While driving across the American Midwest, it is common to hear travelers remark, "This state is as flat as a pancake." To the authors, this adage seems to qualitatively capture some characteristic of a topographic geodetic survey 2. This obvious question "how flat is a pancake" spurned our analytical interest, and we set out to find the 'flatness' of both a pancake and one particular state: Kansas.


Figure 1. (a) A well-cooked pancake; and (b) Kansas.

A Technical Approach to Pancakes and Kansas

Barring the acquisition of either a Kansas-sized pancake or a pancake-sized Kansas, mathematical techniques are needed to do a proper comparison. Some readers may find the comparing of a pancake and Kansas to be analogous to the comparing of apples and oranges; we refer those readers to a 1995 publication by NASA's Scott Sandford 3, who used spectrographic techniques to do a comparison of apples and oranges.
One common method of quantifying 'flatness' in geodesy is the 'flattening' ratio. The length of an ellipse's (or arc's) semi-major axis a is compared with its measured semi-minor axis b using the formula for flattening, f = (a b) / a. A perfectly flat surface will have a flattening f of one, whereas an ellipsoid with equal axis lengths will have no flattening, and f will equal zero.
For example, the earth is slightly flattened at the poles due to the earth's rotation, making its semi-major axis slightly longer than its semi-minor axis, giving a global f of 0.00335. For both Kansas and the pancake, we approximated the local ellipsoid with a second-order polynomial line fit to the cross-sections. These polynomial equations allowed us to estimate the local ellipsoid's semi-major and semi-minor axes and thus we can calculate the flattening measure f.

Materials and Methods
We purchased a well-cooked pancake from a local restaurant, the International House of Pancakes, and prepared it for analysis by separating a 2-cm wide sample strip that had not had time to desiccate. We collected macro-pancake topography through digital image processing of a pancake image and ruler for scale calibration (see Figure 2).

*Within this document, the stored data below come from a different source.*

use crate::geo::GeoPoint;
use serde::{Deserialize, Serialize};
use serde_json::Map;

/// Identifier of an upstream data platform.
#[derive(Debug, Clone, PartialEq, Eq, Hash, PartialOrd, Ord, Serialize, Deserialize)]
#[serde(transparent)]
pub struct PlatformId(pub String);

impl PlatformId {
    pub fn as_str(&self) -> &str {
        &self.0
    }
}

impl From<&str> for PlatformId {
    fn from(value: &str) -> Self {
        Self(value.to_string())
    }
}

impl std::fmt::Display for PlatformId {
    fn fmt(&self, f: &mut std::fmt::Formatter<'_>) -> std::fmt::Result {
        f.write_str(&self.0)
    }
}

#[derive(Debug, Clone, Copy, PartialEq, Eq, Serialize, Deserialize, Default)]
#[serde(rename_all = "snake_case")]
pub enum PriceTier {
    #[default]
    Unknown,
    Budget,
    Moderate,
    Upscale,
    Premium,
}

/// Canonical restaurant record every platform response is normalized into.
/// Immutable after creation and owned by its containing aggregation result.
#[derive(Debug, Clone, Serialize, Deserialize)]
pub struct RestaurantRecord {
    pub id: String,
    pub name: String,
    pub cuisine: Option<String>,
    pub rating: Option<f64>,
    pub price_tier: PriceTier,
    pub position: GeoPoint,
    pub source_platform: PlatformId,
    #[serde(default, skip_serializing_if = "Map::is_empty")]
    pub raw_attributes: Map<String, serde_json::Value>,
}

impl RestaurantRecord {
    #[allow(clippy::too_many_arguments)]
    pub fn new(
        id: impl Into<String>,
        name: impl Into<String>,
        cuisine: Option<String>,
        rating: Option<f64>,
        price_tier: PriceTier,
        position: GeoPoint,
        source_platform: PlatformId,
        raw_attributes: Map<String, serde_json::Value>,
    ) -> Self {
        // Ratings live on a 0..5 scale; anything else is treated as absent.
        let rating = rating.filter(|r| r.is_finite() && (0.0..=5.0).contains(r));
        Self {
            id: id.into(),
            name: name.into(),
            cuisine,
            rating,
            price_tier,
            position,
            source_platform,
            raw_attributes,
        }
    }
}

#[cfg(test)]
mod tests {
    use super::*;

    #[test]
    fn out_of_scale_rating_is_dropped() {
        let record = RestaurantRecord::new(
            "test:1",
            "Test",
            None,
            Some(9.7),
            PriceTier::Unknown,
            GeoPoint::new(0.0, 0.0).unwrap(),
            PlatformId::from("test"),
            Map::new(),
        );
        assert_eq!(record.rating, None);
    }
}
use serde::{Deserialize, Serialize};

/// Geographic coordinate in decimal degrees. Immutable value type.
#[derive(Debug, Clone, Copy, PartialEq, Serialize, Deserialize)]
pub struct GeoPoint {
    pub latitude: f64,
    pub longitude: f64,
}

/// Raised when a coordinate falls outside the WGS84 degree ranges.
#[derive(Debug, Clone, thiserror::Error)]
#[error("coordinate out of range: lat {latitude}, lon {longitude}")]
pub struct InvalidCoordinate {
    pub latitude: f64,
    pub longitude: f64,
}

impl GeoPoint {
    pub fn new(latitude: f64, longitude: f64) -> Result<Self, InvalidCoordinate> {
        let in_range = latitude.is_finite()
            && longitude.is_finite()
            && (-90.0..=90.0).contains(&latitude)
            && (-180.0..=180.0).contains(&longitude);
        if in_range {
            Ok(Self {
                latitude,
                longitude,
            })
        } else {
            Err(InvalidCoordinate {
                latitude,
                longitude,
            })
        }
    }

    /// Builds a point by clamping out-of-range values. The second element is
    /// true when clamping actually changed either component.
    pub fn clamped(latitude: f64, longitude: f64) -> (Self, bool) {
        let lat = if latitude.is_finite() {
            latitude.clamp(-90.0, 90.0)
        } else {
            0.0
        };
        let lon = if !longitude.is_finite() {
            0.0
        } else if (-180.0..=180.0).contains(&longitude) {
            longitude
        } else {
            wrap_longitude(longitude)
        };
        let changed = lat != latitude || lon != longitude;
        (
            Self {
                latitude: lat,
                longitude: lon,
            },
            changed,
        )
    }
}

/// Normalizes a longitude delta into [-180, 180) so antimeridian-straddling
/// offsets stay continuous.
pub fn wrap_delta_degrees(delta: f64) -> f64 {
    (delta + 180.0).rem_euclid(360.0) - 180.0
}

/// Normalizes an absolute longitude into [-180, 180).
pub fn wrap_longitude(longitude: f64) -> f64 {
    wrap_delta_degrees(longitude)
}

const KM_PER_DEGREE_LAT: f64 = 110.574;
const KM_PER_DEGREE_LON_EQUATOR: f64 = 111.320;

/// Displaces `origin` by the given east/north distances in kilometres.
/// Small-offset approximation; adequate for the sub-10km ranges this core
/// works with.
pub fn offset_km(origin: GeoPoint, east_km: f64, north_km: f64) -> GeoPoint {
    let lat = (origin.latitude + north_km / KM_PER_DEGREE_LAT).clamp(-90.0, 90.0);
    let lon_scale = KM_PER_DEGREE_LON_EQUATOR * origin.latitude.to_radians().cos().max(1e-6);
    let lon = wrap_longitude(origin.longitude + east_km / lon_scale);
    GeoPoint {
        latitude: lat,
        longitude: lon,
    }
}

#[cfg(test)]
mod tests {
    use super::*;

    #[test]
    fn new_rejects_out_of_range_latitude() {
        assert!(GeoPoint::new(91.0, 0.0).is_err());
        assert!(GeoPoint::new(-90.0, 180.0).is_ok());
    }

    #[test]
    fn clamped_reports_adjustment() {
        let (point, changed) = GeoPoint::clamped(95.0, 10.0);
        assert!(changed);
        assert_eq!(point.latitude, 90.0);

        let (_, unchanged) = GeoPoint::clamped(13.75, 100.5);
        assert!(!unchanged);
    }

    #[test]
    fn wrap_delta_crosses_antimeridian() {
        assert!((wrap_delta_degrees(359.0) - (-1.0)).abs() < 1e-9);
        assert!((wrap_delta_degrees(-190.0) - 170.0).abs() < 1e-9);
        assert_eq!(wrap_delta_degrees(-180.0), -180.0);
    }

    #[test]
    fn offset_moves_north_and_east() {
        let origin = GeoPoint::new(13.7563, 100.5018).unwrap();
        let moved = offset_km(origin, 1.0, 1.0);
        assert!(moved.latitude > origin.latitude);
        assert!(moved.longitude > origin.longitude);
    }
}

Figure 2. Pancake cross-sectional surface being digitized.

We made another topographic profile from the sample, using a confocal laser microscope. The importance of this research dictated that we not be daunted by the "No Food or Drink" sign posted in the microscopy room. The microscope collects one elevation point every 10 mm and has a maximum surface diameter of 2 cm (see Figure 3).


Figure 3. When viewed at a scale of 50 mm, a pancake appears more rugged than the Grand Canyon.

We measured a west-east profile across Kansas taken from merged 1:250,000 scale digital elevation model (DEM) data from the United States Geological Survey. In general, the spacing between adjacent elevation points on the landscape transects was approximately 90 meters. We extracted surface transects and flatness estimates from the Kansas and pancake DEM data using a geographic information system.

Results

The topographic transects of both Kansas and a pancake at millimeter scale are both quite flat, but this first analysis showed that Kansas is clearly flatter (see Figure 4).

Figure 4. Surface topography of Kansas and of a pancake.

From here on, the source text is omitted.